----- Provided entries -----

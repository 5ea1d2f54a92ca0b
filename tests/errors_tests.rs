use actix_web::http::StatusCode;
use limsmeta::errors::{LimsError, Result};
use std::error::Error;

mod error_creation_tests {
    use super::*;

    #[test]
    fn test_constructors_pick_variants() {
        assert!(matches!(
            LimsError::pin_not_found("x"),
            LimsError::PinNotFound(_)
        ));
        assert!(matches!(
            LimsError::database_connection("x"),
            LimsError::DatabaseConnection(_)
        ));
        assert!(matches!(LimsError::lims_api("x"), LimsError::LimsApi(_)));
        assert!(matches!(LimsError::deploy_mode("x"), LimsError::DeployMode(_)));
        assert!(matches!(LimsError::git("x"), LimsError::Git(_)));
    }

    #[test]
    fn test_display_includes_type_and_message() {
        let error = LimsError::validation("Lot number is required");
        assert_eq!(
            error.to_string(),
            "Validation Error: Lot number is required"
        );
        assert_eq!(error.message(), "Lot number is required");
    }

    #[test]
    fn test_codes_are_unique() {
        let errors = [
            LimsError::config(""),
            LimsError::pin_board(""),
            LimsError::pin_not_found(""),
            LimsError::database_connection(""),
            LimsError::database_operation(""),
            LimsError::file_operation(""),
            LimsError::validation(""),
            LimsError::not_found(""),
            LimsError::serialization(""),
            LimsError::lims_api(""),
            LimsError::deploy_mode(""),
            LimsError::git(""),
            LimsError::date_parse(""),
        ];
        let mut codes: Vec<&str> = errors.iter().map(|e| e.code()).collect();
        codes.sort();
        codes.dedup();
        assert_eq!(codes.len(), errors.len());
    }

    #[test]
    fn test_colored_output_carries_code() {
        colored::control::set_override(false);
        let formatted = LimsError::git("push rejected").format_colored();
        assert!(formatted.contains("[ERROR]"));
        assert!(formatted.contains("E012"));
        assert!(formatted.contains("push rejected"));
    }
}

mod status_tests {
    use super::*;

    #[test]
    fn test_http_status_mapping() {
        assert_eq!(
            LimsError::validation("").http_status(),
            StatusCode::BAD_REQUEST
        );
        assert_eq!(
            LimsError::date_parse("").http_status(),
            StatusCode::BAD_REQUEST
        );
        assert_eq!(
            LimsError::not_found("").http_status(),
            StatusCode::NOT_FOUND
        );
        assert_eq!(
            LimsError::lims_api("").http_status(),
            StatusCode::BAD_GATEWAY
        );
        assert_eq!(
            LimsError::database_connection("").http_status(),
            StatusCode::SERVICE_UNAVAILABLE
        );
        assert_eq!(
            LimsError::git("").http_status(),
            StatusCode::INTERNAL_SERVER_ERROR
        );
    }
}

mod conversion_tests {
    use super::*;

    #[test]
    fn test_from_io_error() {
        let io = std::io::Error::new(std::io::ErrorKind::NotFound, "missing data.txt");
        let error: LimsError = io.into();
        assert!(matches!(error, LimsError::FileOperation(_)));
        assert!(error.message().contains("missing data.txt"));
    }

    #[test]
    fn test_from_json_error() {
        let json = serde_json::from_str::<serde_json::Value>("{").unwrap_err();
        assert!(matches!(LimsError::from(json), LimsError::Serialization(_)));
    }

    #[test]
    fn test_from_chrono_error() {
        let parse = chrono::NaiveDate::parse_from_str("2024-13-01", "%Y-%m-%d").unwrap_err();
        assert!(matches!(LimsError::from(parse), LimsError::DateParse(_)));
    }

    #[test]
    fn test_question_mark_propagation() {
        fn read(path: &str) -> Result<String> {
            Ok(std::fs::read_to_string(path)?)
        }
        let error = read("/definitely/not/here.txt").unwrap_err();
        assert!(matches!(error, LimsError::FileOperation(_)));
    }

    #[test]
    fn test_is_std_error() {
        let error = LimsError::config("bad");
        let boxed: Box<dyn Error> = Box::new(error);
        assert!(boxed.source().is_none());
        assert!(boxed.to_string().contains("Configuration Error"));
    }
}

-----

* **What the task asks**
An exact transcription of the data above is required.

* **Answer space**
repository 5ea1d2f54a92ca0b
filename tests/errors_tests.rs
use actix_web::http::StatusCode;
use limsmeta::errors::{LimsError, Result};
use std::error::Error;

mod error_creation_tests {
    use super::*;

    #[test]
    fn test_constructors_pick_variants() {
        assert!(matches!(
            LimsError::pin_not_found("x"),
            LimsError::PinNotFound(_)
        ));
        assert!(matches!(
            LimsError::database_connection("x"),
            LimsError::DatabaseConnection(_)
        ));
        assert!(matches!(LimsError::lims_api("x"), LimsError::LimsApi(_)));
        assert!(matches!(LimsError::deploy_mode("x"), LimsError::DeployMode(_)));
        assert!(matches!(LimsError::git("x"), LimsError::Git(_)));
    }

    #[test]
    fn test_display_includes_type_and_message() {
        let error = LimsError::validation("Lot number is required");
        assert_eq!(
            error.to_string(),
            "Validation Error: Lot number is required"
        );
        assert_eq!(error.message(), "Lot number is required");
    }

    #[test]
    fn test_codes_are_unique() {
        let errors = [
            LimsError::config(""),
            LimsError::pin_board(""),
            LimsError::pin_not_found(""),
            LimsError::database_connection(""),
            LimsError::database_operation(""),
            LimsError::file_operation(""),
            LimsError::validation(""),
            LimsError::not_found(""),
            LimsError::serialization(""),
            LimsError::lims_api(""),
            LimsError::deploy_mode(""),
            LimsError::git(""),
            LimsError::date_parse(""),
        ];
        let mut codes: Vec<&str> = errors.iter().map(|e| e.code()).collect();
        codes.sort();
        codes.dedup();
        assert_eq!(codes.len(), errors.len());
    }

    #[test]
    fn test_colored_output_carries_code() {
        colored::control::set_override(false);
        let formatted = LimsError::git("push rejected").format_colored();
        assert!(formatted.contains("[ERROR]"));
        assert!(formatted.contains("E012"));
        assert!(formatted.contains("push rejected"));
    }
}

mod status_tests {
    use super::*;

    #[test]
    fn test_http_status_mapping() {
        assert_eq!(
            LimsError::validation("").http_status(),
            StatusCode::BAD_REQUEST
        );
        assert_eq!(
            LimsError::date_parse("").http_status(),
            StatusCode::BAD_REQUEST
        );
        assert_eq!(
            LimsError::not_found("").http_status(),
            StatusCode::NOT_FOUND
        );
        assert_eq!(
            LimsError::lims_api("").http_status(),
            StatusCode::BAD_GATEWAY
        );
        assert_eq!(
            LimsError::database_connection("").http_status(),
            StatusCode::SERVICE_UNAVAILABLE
        );
        assert_eq!(
            LimsError::git("").http_status(),
            StatusCode::INTERNAL_SERVER_ERROR
        );
    }
}

mod conversion_tests {
    use super::*;

    #[test]
    fn test_from_io_error() {
        let io = std::io::Error::new(std::io::ErrorKind::NotFound, "missing data.txt");
        let error: LimsError = io.into();
        assert!(matches!(error, LimsError::FileOperation(_)));
        assert!(error.message().contains("missing data.txt"));
    }

    #[test]
    fn test_from_json_error() {
        let json = serde_json::from_str::<serde_json::Value>("{").unwrap_err();
        assert!(matches!(LimsError::from(json), LimsError::Serialization(_)));
    }

    #[test]
    fn test_from_chrono_error() {
        let parse = chrono::NaiveDate::parse_from_str("2024-13-01", "%Y-%m-%d").unwrap_err();
        assert!(matches!(LimsError::from(parse), LimsError::DateParse(_)));
    }

    #[test]
    fn test_question_mark_propagation() {
        fn read(path: &str) -> Result<String> {
            Ok(std::fs::read_to_string(path)?)
        }
        let error = read("/definitely/not/here.txt").unwrap_err();
        assert!(matches!(error, LimsError::FileOperation(_)));
    }

    #[test]
    fn test_is_std_error() {
        let error = LimsError::config("bad");
        let boxed: Box<dyn Error> = Box::new(error);
        assert!(boxed.source().is_none());
        assert!(boxed.to_string().contains("Configuration Error"));
    }
}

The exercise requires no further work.